The nonsmooth finite-sum minimization is a fundamental problem in machine learning. This article develops a distributed stochastic proximal-gradient algorithm with random reshuffling to solve the finite-sum minimization over time-varying multiagent networks. The objective function is a sum of differentiable convex functions and nonsmooth regularization. Each agent in the network updates local variables by local information exchange and cooperates to seek an optimal solution.
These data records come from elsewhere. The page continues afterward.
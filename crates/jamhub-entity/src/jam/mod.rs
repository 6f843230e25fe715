//! Jam session domain entities.

pub mod join_request;
pub mod member;
pub mod model;
pub mod playback;
pub mod track;

pub use join_request::JoinRequest;
pub use member::{MemberRecord, PermissionPatch, Permissions};
pub use model::{Jam, JamPatch, JamSnapshot, JamSummary};
pub use playback::PlaybackState;
pub use track::{NewTrack, Track, TrackSource};
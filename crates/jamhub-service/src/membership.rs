//! Member bookkeeping and host-granted permissions.

use std::sync::Arc;

use chrono::{DateTime, Utc};
use tracing::info;

use jamhub_core::error::AppError;
use jamhub_core::result::AppResult;
use jamhub_core::types::{Identity, JamCode};
use jamhub_entity::jam::{MemberRecord, PermissionPatch, Permissions};
use jamhub_entity::{Jam, JamPatch};

use crate::access::require_host;
use crate::events::{EventPublisher, JamEvent, JamEventKind};
use crate::registry::JamRegistry;
use crate::repository::JamRepository;

/// Adds and removes members and manages their capability flags.
#[derive(Debug, Clone)]
pub struct MembershipManager {
    /// Jam documents.
    repository: Arc<JamRepository>,
    /// Locks and identity index.
    registry: Arc<JamRegistry>,
    /// Room fan-out.
    publisher: Arc<dyn EventPublisher>,
    /// Member cap, host included.
    max_members: usize,
}

impl MembershipManager {
    /// Creates a new membership manager.
    pub fn new(
        repository: Arc<JamRepository>,
        registry: Arc<JamRegistry>,
        publisher: Arc<dyn EventPublisher>,
        max_members: usize,
    ) -> Self {
        Self {
            repository,
            registry,
            publisher,
            max_members,
        }
    }

    /// Add `identity` to the jam, or just update its nickname if already present.
    ///
    /// Publishes nothing; [`crate::SessionLifecycle::join`] is the announcing variant.
    pub async fn register(
        &self,
        identity: &Identity,
        code: &JamCode,
        nickname: &str,
    ) -> AppResult<MemberRecord> {
        let _guard = self.registry.lock(code).await?;
        let mut jam = self.repository.get_active(code).await?;

        let record = self.admit(&mut jam, identity, nickname, Utc::now())?;
        self.repository
            .update(code, &JamPatch::members_of(&jam))
            .await?;
        self.registry.set_membership(identity, code);

        Ok(record)
    }

    /// Remove `identity` from whichever jam it belongs to.
    ///
    /// Returns the jam and whether the identity was its host, or `None` when
    /// it was not a member anywhere. Removing the host ends the jam. Publishes
    /// nothing; [`crate::SessionLifecycle::leave`] is the announcing variant.
    pub async fn unregister(&self, identity: &Identity) -> AppResult<Option<(JamCode, bool)>> {
        let Some(code) = self.registry.membership_of(identity) else {
            return Ok(None);
        };

        let _guard = self.registry.lock(&code).await?;
        let mut jam = match self.repository.find(&code).await? {
            Some(jam) if jam.is_active => jam,
            _ => {
                self.registry.clear_membership(identity, &code);
                return Ok(None);
            }
        };

        let was_host = self
            .unregister_locked(&mut jam, identity, Utc::now())
            .await?;
        Ok(was_host.map(|was_host| (code, was_host)))
    }

    /// Merge `patch` into the permissions of `target`. Host only.
    pub async fn set_permissions(
        &self,
        requester: &Identity,
        code: &JamCode,
        target: &Identity,
        patch: &PermissionPatch,
    ) -> AppResult<MemberRecord> {
        if patch.is_empty() {
            return Err(AppError::invalid_argument(
                "At least one permission must be given",
            ));
        }

        let _guard = self.registry.lock(code).await?;
        let mut jam = self.repository.get_active(code).await?;
        require_host(&jam, requester, "change permissions")?;
        if jam.is_host(target) {
            return Err(AppError::invalid_argument(
                "The host always holds every permission",
            ));
        }

        let record = {
            let member = jam.members.get_mut(target).ok_or_else(|| {
                AppError::not_found(format!("{target} is not a member of jam {code}"))
            })?;
            member.permissions.apply(patch);
            member.clone()
        };

        self.repository
            .update(code, &JamPatch::members_of(&jam))
            .await?;
        self.announce_members(&jam);

        info!(jam = %code, target = %target, permissions = ?record.permissions, "Member permissions changed");
        Ok(record)
    }

    /// Give every guest every permission. Host only.
    pub async fn grant_all_permissions(&self, requester: &Identity, code: &JamCode) -> AppResult<()> {
        let _guard = self.registry.lock(code).await?;
        let mut jam = self.repository.get_active(code).await?;
        require_host(&jam, requester, "grant permissions")?;

        for member in jam.members.values_mut() {
            member.permissions = Permissions::all();
        }

        self.repository
            .update(code, &JamPatch::members_of(&jam))
            .await?;
        self.announce_members(&jam);

        info!(jam = %code, members = jam.members.len(), "All permissions granted");
        Ok(())
    }

    /// Hand the host role to another member. Host only.
    ///
    /// The new host gains every permission; the old host stays a member
    /// with the flags it had.
    pub async fn transfer_host(
        &self,
        requester: &Identity,
        code: &JamCode,
        target: &Identity,
    ) -> AppResult<()> {
        let _guard = self.registry.lock(code).await?;
        let mut jam = self.repository.get_active(code).await?;
        require_host(&jam, requester, "transfer the host role")?;
        if jam.is_host(target) {
            return Err(AppError::invalid_argument("You are already the host"));
        }

        let member = jam.members.get_mut(target).ok_or_else(|| {
            AppError::not_found(format!("{target} is not a member of jam {code}"))
        })?;
        member.permissions = Permissions::all();
        jam.host = target.clone();

        self.repository
            .update(code, &JamPatch::members_of(&jam).with_host(&jam))
            .await?;
        self.announce_members(&jam);

        info!(jam = %code, from = %requester, to = %target, "Host role transferred");
        Ok(())
    }

    /// Insert or refresh a member record in memory. The caller writes it.
    pub(crate) fn admit(
        &self,
        jam: &mut Jam,
        identity: &Identity,
        nickname: &str,
        now: DateTime<Utc>,
    ) -> AppResult<MemberRecord> {
        if let Some(existing) = jam.members.get_mut(identity) {
            existing.nickname = nickname.to_string();
            return Ok(existing.clone());
        }

        if jam.members.len() >= self.max_members {
            return Err(AppError::resource_exhausted(format!(
                "Jam {} is full ({} members)",
                jam.code, self.max_members
            )));
        }

        let record = if jam.is_host(identity) {
            MemberRecord::host(nickname, now)
        } else {
            MemberRecord::guest(nickname, now)
        };
        jam.members.insert(identity.clone(), record.clone());
        Ok(record)
    }

    /// Remove `identity` from a loaded jam and write the result.
    ///
    /// The caller must hold the jam's lock. Returns `None` if the identity
    /// was not a member, else whether it was the host. Removing the host
    /// marks the jam ended and drops its pending join requests.
    pub(crate) async fn unregister_locked(
        &self,
        jam: &mut Jam,
        identity: &Identity,
        now: DateTime<Utc>,
    ) -> AppResult<Option<bool>> {
        if jam.members.remove(identity).is_none() {
            self.registry.clear_membership(identity, &jam.code);
            return Ok(None);
        }

        let was_host = jam.is_host(identity);
        let waiting: Vec<Identity> = jam.join_requests.keys().cloned().collect();
        let patch = if was_host {
            jam.is_active = false;
            jam.ended_at = Some(now);
            jam.join_requests.clear();
            JamPatch::members_of(jam)
                .with_end(jam)
                .with_join_requests(jam)
        } else {
            JamPatch::members_of(jam)
        };

        self.repository.update(&jam.code, &patch).await?;
        self.registry.clear_membership(identity, &jam.code);
        if was_host {
            for member in jam.members.keys() {
                self.registry.clear_membership(member, &jam.code);
            }
            for requester in &waiting {
                self.registry.clear_pending_request(requester, &jam.code);
            }
        }
        Ok(Some(was_host))
    }

    /// Fan the current member map out to the room.
    pub(crate) fn announce_members(&self, jam: &Jam) {
        self.publisher.publish(JamEvent::to_room(
            &jam.code,
            JamEventKind::MembersChanged {
                host: jam.host.clone(),
                members: jam.members.clone(),
            },
        ));
    }
}
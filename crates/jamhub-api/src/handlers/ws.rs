//! WebSocket upgrade handler.

use axum::extract::ws::{Message, WebSocket};
use axum::extract::{Query, State, WebSocketUpgrade};
use axum::response::Response;
use futures::{SinkExt, StreamExt};
use tracing::{info, warn};

use jamhub_core::types::Identity;
use jamhub_realtime::connection::heartbeat::run_heartbeat;

use crate::error::ApiError;
use crate::state::AppState;

/// Query parameters for the WebSocket upgrade.
#[derive(Debug, serde::Deserialize)]
pub struct WsQuery {
    /// Bearer token, required when authentication is enabled.
    pub token: Option<String>,
}

/// GET /ws?token={jwt}
pub async fn ws_upgrade(
    State(state): State<AppState>,
    ws: WebSocketUpgrade,
    Query(query): Query<WsQuery>,
) -> Result<Response, ApiError> {
    // Authenticate before upgrade
    let identity = state
        .realtime
        .authenticator
        .authenticate(query.token.as_deref())?;

    let max_frame = state.config.realtime.max_message_bytes;
    Ok(ws
        .max_message_size(max_frame)
        .on_upgrade(move |socket| handle_ws_connection(state, identity, socket)))
}

/// Handles an established WebSocket connection.
async fn handle_ws_connection(state: AppState, identity: Identity, socket: WebSocket) {
    let (mut ws_tx, mut ws_rx) = socket.split();
    let connections = &state.realtime.connections;

    let (handle, mut outbound_rx) = connections.register(identity.clone());
    let conn_id = handle.id;

    info!(conn_id = %conn_id, identity = %identity, "WebSocket connection established");

    // Outbound forwarder
    let outbound_task = tokio::spawn(async move {
        while let Some(frame) = outbound_rx.recv().await {
            if ws_tx.send(Message::Text(frame.into())).await.is_err() {
                break;
            }
        }
        let _ = ws_tx.close().await;
    });

    let heartbeat_task = tokio::spawn(run_heartbeat(
        handle.clone(),
        connections.heartbeat_config(),
    ));

    loop {
        tokio::select! {
            () = handle.closed() => break,
            next = ws_rx.next() => match next {
                Some(Ok(Message::Text(text))) => {
                    connections.handle_inbound(&conn_id, text.as_str()).await;
                }
                Some(Ok(Message::Pong(_))) => connections.record_pong(&conn_id).await,
                Some(Ok(Message::Close(_))) | None => break,
                Some(Ok(_)) => {}
                Some(Err(e)) => {
                    warn!(conn_id = %conn_id, error = %e, "WebSocket error");
                    break;
                }
            },
        }
    }

    heartbeat_task.abort();
    outbound_task.abort();
    connections.unregister(&conn_id).await;

    info!(conn_id = %conn_id, identity = %identity, "WebSocket connection closed");
}
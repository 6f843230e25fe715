//! Channel registry: one channel per open jam room.

use dashmap::DashMap;

use jamhub_core::types::Identity;

use super::channel::Channel;

/// Registry of all open channels.
#[derive(Debug, Default)]
pub struct ChannelRegistry {
    /// Channel name → Channel.
    channels: DashMap<String, Channel>,
}

impl ChannelRegistry {
    /// Creates a new channel registry.
    pub fn new() -> Self {
        Self::default()
    }

    /// Subscribes an identity to a channel.
    pub fn subscribe(&self, channel_name: String, identity: Identity) {
        self.channels
            .entry(channel_name.clone())
            .or_insert_with(|| Channel::new(channel_name))
            .subscribe(identity);
    }

    /// Unsubscribes an identity from a channel. Empty channels are dropped.
    pub fn unsubscribe(&self, channel_name: &str, identity: &Identity) {
        self.channels.remove_if_mut(channel_name, |_, channel| {
            channel.unsubscribe(identity);
            channel.is_empty()
        });
    }

    /// Drops a channel and every subscription to it.
    ///
    /// Returns the identities that were subscribed.
    pub fn close(&self, channel_name: &str) -> Vec<Identity> {
        self.channels
            .remove(channel_name)
            .map(|(_, channel)| channel.get_subscribers())
            .unwrap_or_default()
    }

    /// Returns all subscribers of a channel.
    pub fn get_subscribers(&self, channel_name: &str) -> Vec<Identity> {
        self.channels
            .get(channel_name)
            .map(|ch| ch.get_subscribers())
            .unwrap_or_default()
    }

    /// Returns total number of open channels.
    pub fn channel_count(&self) -> usize {
        self.channels.len()
    }
}
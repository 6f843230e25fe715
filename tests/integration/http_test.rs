//! Integration tests for the HTTP endpoints.

mod helpers;

use axum::http::StatusCode;

use helpers::{TestApp, id, start_jam};

#[tokio::test]
async fn test_health_check() {
    let app = TestApp::new();

    let response = app.request("GET", "/api/health").await;

    assert_eq!(response.status, StatusCode::OK);
    assert_eq!(response.body["data"]["status"], "ok");
    assert!(response.body["data"]["version"].is_string());
}

#[tokio::test]
async fn test_detailed_health_check() {
    let app = TestApp::new();

    let response = app.request("GET", "/api/health/detailed").await;

    assert_eq!(response.status, StatusCode::OK);
    assert_eq!(response.body["data"]["status"], "ok");
    assert_eq!(response.body["data"]["store"], "connected");
    assert_eq!(response.body["data"]["ws_connections"], 0);
    assert!(response.body["data"]["metrics"].is_object());
}

#[tokio::test]
async fn test_public_jams_and_summary() {
    let app = TestApp::new();
    let code = start_jam(app.services(), &id("host")).await;

    let response = app.request("GET", "/api/jams/public").await;
    assert_eq!(response.status, StatusCode::OK);
    let jams = response.body["data"].as_array().unwrap();
    assert_eq!(jams.len(), 1);
    assert_eq!(jams[0]["code"], code.as_str());
    assert_eq!(jams[0]["name"], "Friday Mix");
    assert_eq!(jams[0]["host_nickname"], "Host");
    assert!(jams[0].get("password_hash").is_none());

    let lower = code.as_str().to_lowercase();
    let response = app.request("GET", &format!("/api/jams/{lower}")).await;
    assert_eq!(response.status, StatusCode::OK);
    assert_eq!(response.body["data"]["code"], code.as_str());
    assert_eq!(response.body["data"]["is_active"], true);
}

#[tokio::test]
async fn test_ended_jam_summary_is_inactive() {
    let app = TestApp::new();
    let host = id("host");
    let code = start_jam(app.services(), &host).await;
    app.services().lifecycle.end(&host, &code).await.unwrap();

    let response = app
        .request("GET", &format!("/api/jams/{}", code.as_str()))
        .await;
    assert_eq!(response.status, StatusCode::OK);
    assert_eq!(response.body["data"]["is_active"], false);

    let response = app.request("GET", "/api/jams/public").await;
    assert_eq!(response.body["data"].as_array().unwrap().len(), 0);
}

#[tokio::test]
async fn test_unknown_jam_is_not_found() {
    let app = TestApp::new();

    let response = app.request("GET", "/api/jams/ZZZZZZ").await;

    assert_eq!(response.status, StatusCode::NOT_FOUND);
    assert_eq!(response.body["error"], "NOT_FOUND");
}

#[tokio::test]
async fn test_ws_upgrade_without_token_when_auth_enabled() {
    let app = TestApp::with_auth();

    let response = app.request("GET", "/ws").await;

    assert!(
        response.status == StatusCode::UNAUTHORIZED
            || response.status == StatusCode::BAD_REQUEST
            || response.status == StatusCode::UPGRADE_REQUIRED,
        "Expected 401, 400, or 426, got {}",
        response.status
    );
}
We prove that local variable estimates generated by the proposed algorithm achieve consensus and are attracted to a neighborhood of the optimal solution with an O((1/T)+(1/√T)) convergence rate, where T is the total number of iterations. Finally, some comparative simulations are provided to verify the convergence performance of the proposed algorithm.
非光滑有限和最小化是机器学习中的一个基本问题。本文提出了一种带随机重排的分布式随机近端梯度算法,用于解决时变多智能体网络上的有限和最小化问题。目标函数是可微凸函数与非光滑正则化项的和。网络中的每个智能体通过局部信息交换来更新局部变量,并协同寻找最优解。我们证明,所提算法生成的局部变量估计值能达成共识,且以(O((1/T)+(1/\sqrt{T})))的收敛速率被吸引到最优解的邻域,其中(T)是迭代总次数。最后,通过一些对比仿真验证了所提算法的收敛性能。